THR has the news regarding the film to TV series switch for The Devil in the White City – news that was announced at the Television Critics Association press tour. I won't sugarcoat things: I'm disappointed. While I do think Devil in the White City lends itself better to a TV series than a film, I really wanted Scorsese to direct. Now, it's very unlikely (unless he happens to direct the pilot episode, as he did with Boardwalk Empire and Vinyl). THR also says "few details about the TV series — including whether or not DiCaprio will take an onscreen role in the series as initially planned in the movie version — are known at this time." But I have a hard time believing DiCaprio is going to appear on a Hulu TV series. But stranger things have happened, I suppose.
The Devil in the White City tells two different stories. One involves the design and building of The Chicago World's Fair of 1893. The other involves H.H. Holmes, a serial killer who built a hotel near the fairgrounds dubbed The Castle. This was no normal hotel – Holmes designed it with torture chambers and air-tight vaults, all designed to kill young women who were flocking to Chicago for work. Here's the book's official synopsis:
Two men, each handsome and unusually adept at his chosen work, embodied an element of the great dynamic that characterized America's rush toward the twentieth century. The architect was Daniel Hudson Burnham, the fair's brilliant director of works and the builder of many of the country's most important structures, including the Flatiron Building in New York and Union Station in Washington, D.C. The murderer was Henry H. Holmes, a young doctor who, in a malign parody of the White City, built his "World's Fair Hotel" just west of the fairgrounds—a torture palace complete with dissection table, gas chamber, and 3,000-degree crematorium.
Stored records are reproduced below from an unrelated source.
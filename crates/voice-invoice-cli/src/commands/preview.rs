use clap::Args;
use serde_json::{json, Value};

use voice_invoice_core::totals::compute_totals_with_adjustments;
use voice_invoice_core::views;

use super::invoice::InvoiceArgs;

/// Arguments for an invoice preview
#[derive(Args)]
pub struct PreviewArgs {
    #[command(flatten)]
    pub invoice: InvoiceArgs,
}

/// Everything the PDF, email and payment link would show for this invoice.
pub fn run_preview(args: PreviewArgs) -> Result<Value, Box<dyn std::error::Error>> {
    let (invoice, prior) = args.invoice.load()?;
    let (breakdown, adjustments) =
        compute_totals_with_adjustments(&invoice.labour, &invoice.materials, &invoice.tax);

    let summary: Vec<Value> = views::pdf_summary_lines(&breakdown, &invoice.tax)
        .into_iter()
        .map(|l| json!({ "item": l.label, "amount": l.formatted }))
        .collect();

    Ok(json!({
        "result": {
            "labour_hours": views::format_hours(invoice.labour.hours),
            "labour_rate": voice_invoice_core::currency::format_gbp(invoice.labour.rate),
            "amount_due": views::email_amount_due(&breakdown),
            "payment_amount_pence": views::payment_amount_pence(&breakdown)?,
            "net_receivable": voice_invoice_core::currency::format_gbp(breakdown.net_receivable),
        },
        "summary": summary,
        "materials": views::material_rows(&invoice.materials),
        "warnings": prior
            .iter()
            .chain(&adjustments)
            .map(ToString::to_string)
            .collect::<Vec<_>>(),
    }))
}
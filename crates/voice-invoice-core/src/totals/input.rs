use rust_decimal::Decimal;
use serde::{Deserialize, Serialize};

use crate::types::*;

/// Labour portion of an invoice.
#[derive(Debug, Clone, PartialEq, Eq, Serialize, Deserialize)]
pub struct LabourInput {
    /// `None` when the duration was not captured ("a couple of hours" with no
    /// figure). Computes to zero cost but is displayed differently from `Some(0)`.
    #[serde(default)]
    pub hours: Option<Hours>,
    /// GBP per hour
    pub rate: Money,
}

/// A single material line. Unpriced lines are kept for display and cost nothing.
#[derive(Debug, Clone, Default, PartialEq, Eq, Serialize, Deserialize)]
pub struct MaterialLine {
    #[serde(default, skip_serializing_if = "Option::is_none")]
    pub description: Option<String>,
    #[serde(default, alias = "unitCost")]
    pub unit_cost: Option<Money>,
    /// Defaults to 1 when absent, zero or negative
    #[serde(default, alias = "qty")]
    pub quantity: Option<Decimal>,
}

impl MaterialLine {
    pub fn priced(unit_cost: Money, quantity: Decimal) -> Self {
        MaterialLine {
            description: None,
            unit_cost: Some(unit_cost),
            quantity: Some(quantity),
        }
    }

    pub fn unpriced(description: impl Into<String>) -> Self {
        MaterialLine {
            description: Some(description.into()),
            unit_cost: None,
            quantity: None,
        }
    }

    pub fn with_description(mut self, description: impl Into<String>) -> Self {
        self.description = Some(description.into());
        self
    }
}

/// Independent CIS and VAT switches with their percentages.
///
/// Whether each applies is decided upstream (entered by the tradesperson or
/// extracted from the transcript); the engine only applies them.
#[derive(Debug, Clone, Default, PartialEq, Eq, Serialize, Deserialize)]
pub struct TaxToggles {
    #[serde(default, alias = "cisEnabled")]
    pub cis_enabled: bool,
    #[serde(default, alias = "cisRatePct")]
    pub cis_rate_pct: RatePct,
    #[serde(default, alias = "vatEnabled")]
    pub vat_enabled: bool,
    #[serde(default, alias = "vatRatePct")]
    pub vat_rate_pct: RatePct,
}

/// Everything the engine needs for one invoice, in the shape the web app and
/// CLI send it.
#[derive(Debug, Clone, PartialEq, Eq, Serialize, Deserialize)]
pub struct InvoiceTotalsInput {
    pub labour: LabourInput,
    #[serde(default)]
    pub materials: Vec<MaterialLine>,
    #[serde(default, alias = "taxToggles")]
    pub tax: TaxToggles,
}

#[cfg(test)]
mod tests {
    use super::*;
    use rust_decimal_macros::dec;

    #[test]
    fn test_deserialise_web_payload() {
        let json = r#"{
            "labour": { "hours": 3, "rate": 45 },
            "materials": [
                { "description": "Boiler valve", "unitCost": 180, "qty": 1 },
                { "description": "Fittings", "unitCost": null }
            ],
            "taxToggles": { "cisEnabled": true, "cisRatePct": 20, "vatEnabled": false, "vatRatePct": 20 }
        }"#;
        let input: InvoiceTotalsInput = serde_json::from_str(json).unwrap();
        assert_eq!(input.labour.hours, Some(dec!(3)));
        assert_eq!(input.materials.len(), 2);
        assert_eq!(input.materials[0].unit_cost, Some(dec!(180)));
        assert_eq!(input.materials[1].unit_cost, None);
        assert_eq!(input.materials[1].quantity, None);
        assert!(input.tax.cis_enabled);
        assert!(!input.tax.vat_enabled);
    }

    #[test]
    fn test_missing_hours_and_materials_default() {
        let input: InvoiceTotalsInput =
            serde_json::from_str(r#"{ "labour": { "rate": "45.00" } }"#).unwrap();
        assert_eq!(input.labour.hours, None);
        assert!(input.materials.is_empty());
        assert_eq!(input.tax, TaxToggles::default());
    }
}
use napi::Result as NapiResult;
use napi_derive::napi;
use serde::Serialize;

use voice_invoice_core::batch::{self, BatchPayload};
use voice_invoice_core::totals::{self, InvoicePayload, InvoiceTotalsInput, TotalsBreakdown};
use voice_invoice_core::views::{self, ListingRow, MaterialRow, SummaryLine};

/// Convert any Display error into a napi::Error.
fn to_napi_error(e: impl std::fmt::Display) -> napi::Error {
    napi::Error::from_reason(e.to_string())
}

// ---------------------------------------------------------------------------
// Totals
// ---------------------------------------------------------------------------

/// Numbers the app sent as `null` (a JS `NaN`) are totalled as zero and
/// reported in `warnings`.
#[napi]
pub fn compute_totals(input_json: String) -> NapiResult<String> {
    let payload: InvoicePayload = serde_json::from_str(&input_json).map_err(to_napi_error)?;
    let output = totals::calculate_invoice_payload(payload);
    serde_json::to_string(&output).map_err(to_napi_error)
}

#[napi]
pub fn calculate_batch(input_json: String) -> NapiResult<String> {
    let payload: BatchPayload = serde_json::from_str(&input_json).map_err(to_napi_error)?;
    let output = batch::calculate_batch_payload(payload);
    serde_json::to_string(&output).map_err(to_napi_error)
}

#[napi]
pub fn validate_invoice(input_json: String) -> NapiResult<bool> {
    let input: InvoiceTotalsInput = serde_json::from_str(&input_json).map_err(to_napi_error)?;
    voice_invoice_core::validation::validate_invoice_input(&input).map_err(to_napi_error)?;
    Ok(true)
}

// ---------------------------------------------------------------------------
// Call-site views
// ---------------------------------------------------------------------------

#[derive(Serialize)]
struct InvoicePreview {
    totals: TotalsBreakdown,
    summary: Vec<SummaryLine>,
    materials: Vec<MaterialRow>,
    labour_hours: String,
    amount_due: String,
    payment_amount_pence: i64,
    listing: ListingRow,
    warnings: Vec<String>,
}

/// Everything the PDF renderer, email composer, payment link and listing
/// page need, from one engine call.
#[napi]
pub fn invoice_preview(input_json: String) -> NapiResult<String> {
    let payload: InvoicePayload = serde_json::from_str(&input_json).map_err(to_napi_error)?;
    let (input, prior) = payload.into_input();
    let (breakdown, adjustments) =
        totals::compute_totals_with_adjustments(&input.labour, &input.materials, &input.tax);

    let preview = InvoicePreview {
        totals: breakdown,
        summary: views::pdf_summary_lines(&breakdown, &input.tax),
        materials: views::material_rows(&input.materials),
        labour_hours: views::format_hours(input.labour.hours),
        amount_due: views::email_amount_due(&breakdown),
        payment_amount_pence: views::payment_amount_pence(&breakdown).map_err(to_napi_error)?,
        listing: ListingRow::from_breakdown(&breakdown),
        warnings: prior
            .iter()
            .chain(&adjustments)
            .map(ToString::to_string)
            .collect(),
    };
    serde_json::to_string(&preview).map_err(to_napi_error)
}

// ---------------------------------------------------------------------------
// Formatting & config
// ---------------------------------------------------------------------------

/// `£1,234.56` from a JS number. NaN and infinities render as `£0.00`.
#[napi]
pub fn format_gbp(amount: f64) -> String {
    voice_invoice_core::currency::format_gbp(totals::normalise::money_or_zero(amount))
}

/// Validate a rate regime, or return the UK standard one when none is given.
#[napi]
pub fn rate_regime(regime_json: Option<String>) -> NapiResult<String> {
    let regime = match regime_json {
        Some(json) => serde_json::from_str(&json).map_err(to_napi_error)?,
        None => voice_invoice_core::RateRegime::uk_standard(),
    };
    regime.validate().map_err(to_napi_error)?;
    serde_json::to_string(&regime).map_err(to_napi_error)
}
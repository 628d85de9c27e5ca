use rust_decimal::Decimal;

use crate::totals::input::LabourInput;
use crate::totals::normalise::{self, InputAdjustment};
use crate::types::*;

/// Unrounded labour cost: hours times rate. Unknown hours cost nothing.
pub fn labour_cost(labour: &LabourInput, adjustments: &mut Vec<InputAdjustment>) -> Money {
    let rate = normalise::non_negative(|| "labour.rate".into(), labour.rate, adjustments);
    let hours = match labour.hours {
        Some(h) => normalise::non_negative(|| "labour.hours".into(), h, adjustments),
        None => Decimal::ZERO,
    };
    hours.saturating_mul(rate)
}
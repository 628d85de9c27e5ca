use serde_json::Value;
use tabled::{builder::Builder, Table};

use super::{cell, row_array};

/// Print the result as a two-column table, any row array beneath it, then
/// warnings and methodology.
pub fn print_table(value: &Value) {
    let result = value.get("result").unwrap_or(value);

    if let Value::Object(map) = result {
        let mut builder = Builder::default();
        builder.push_record(["Field", "Value"]);
        for (key, val) in map {
            if val.is_array() {
                continue;
            }
            builder.push_record([key.as_str(), &cell(val)]);
        }
        println!("{}", Table::from(builder));
    } else {
        println!("{}", cell(result));
    }

    if let Some(rows) = row_array(value) {
        print_rows(rows);
    }

    if let Some(Value::Array(warnings)) = value.get("warnings") {
        if !warnings.is_empty() {
            println!("\nWarnings:");
            for w in warnings.iter().filter_map(Value::as_str) {
                println!("  - {}", w);
            }
        }
    }

    if let Some(Value::String(meth)) = value.get("methodology") {
        println!("\nMethodology: {}", meth);
    }
}

fn print_rows(rows: &[Value]) {
    let Some(Value::Object(first)) = rows.first() else {
        return;
    };
    let headers: Vec<String> = first.keys().cloned().collect();
    let mut builder = Builder::default();
    builder.push_record(&headers);

    for row in rows {
        if let Value::Object(map) = row {
            let record: Vec<String> = headers
                .iter()
                .map(|h| map.get(h.as_str()).map(cell).unwrap_or_default())
                .collect();
            builder.push_record(record);
        }
    }

    println!();
    println!("{}", Table::from(builder));
}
Burnham overcame tremendous obstacles and tragedies as he organized the talents of Frederick Law Olmsted, Charles McKim, Louis Sullivan, and others to transform swampy Jackson Park into the White City, while Holmes used the attraction of the great fair and his own satanic charms to lure scores of young women to their deaths. What makes the story all the more chilling is that Holmes really lived, walking the grounds of that dream city by the lake.
Devil in the White City is one of my all-time favorite books – it blends the complicated architecture of the World's Fair with the terrifying bloodthirsty designs of Holmes in a sweeping, engrossing way. The book reads more like a great novel than a historical true story.
I'm still curious to see how the Hulu adaptation turns out. Hulu has been creating some great original shows lately, and if they manage to attract the right talent to this, I'm sure it'll end up being worth watching. Still, a part of me will always pine for the Scorsese film that never was.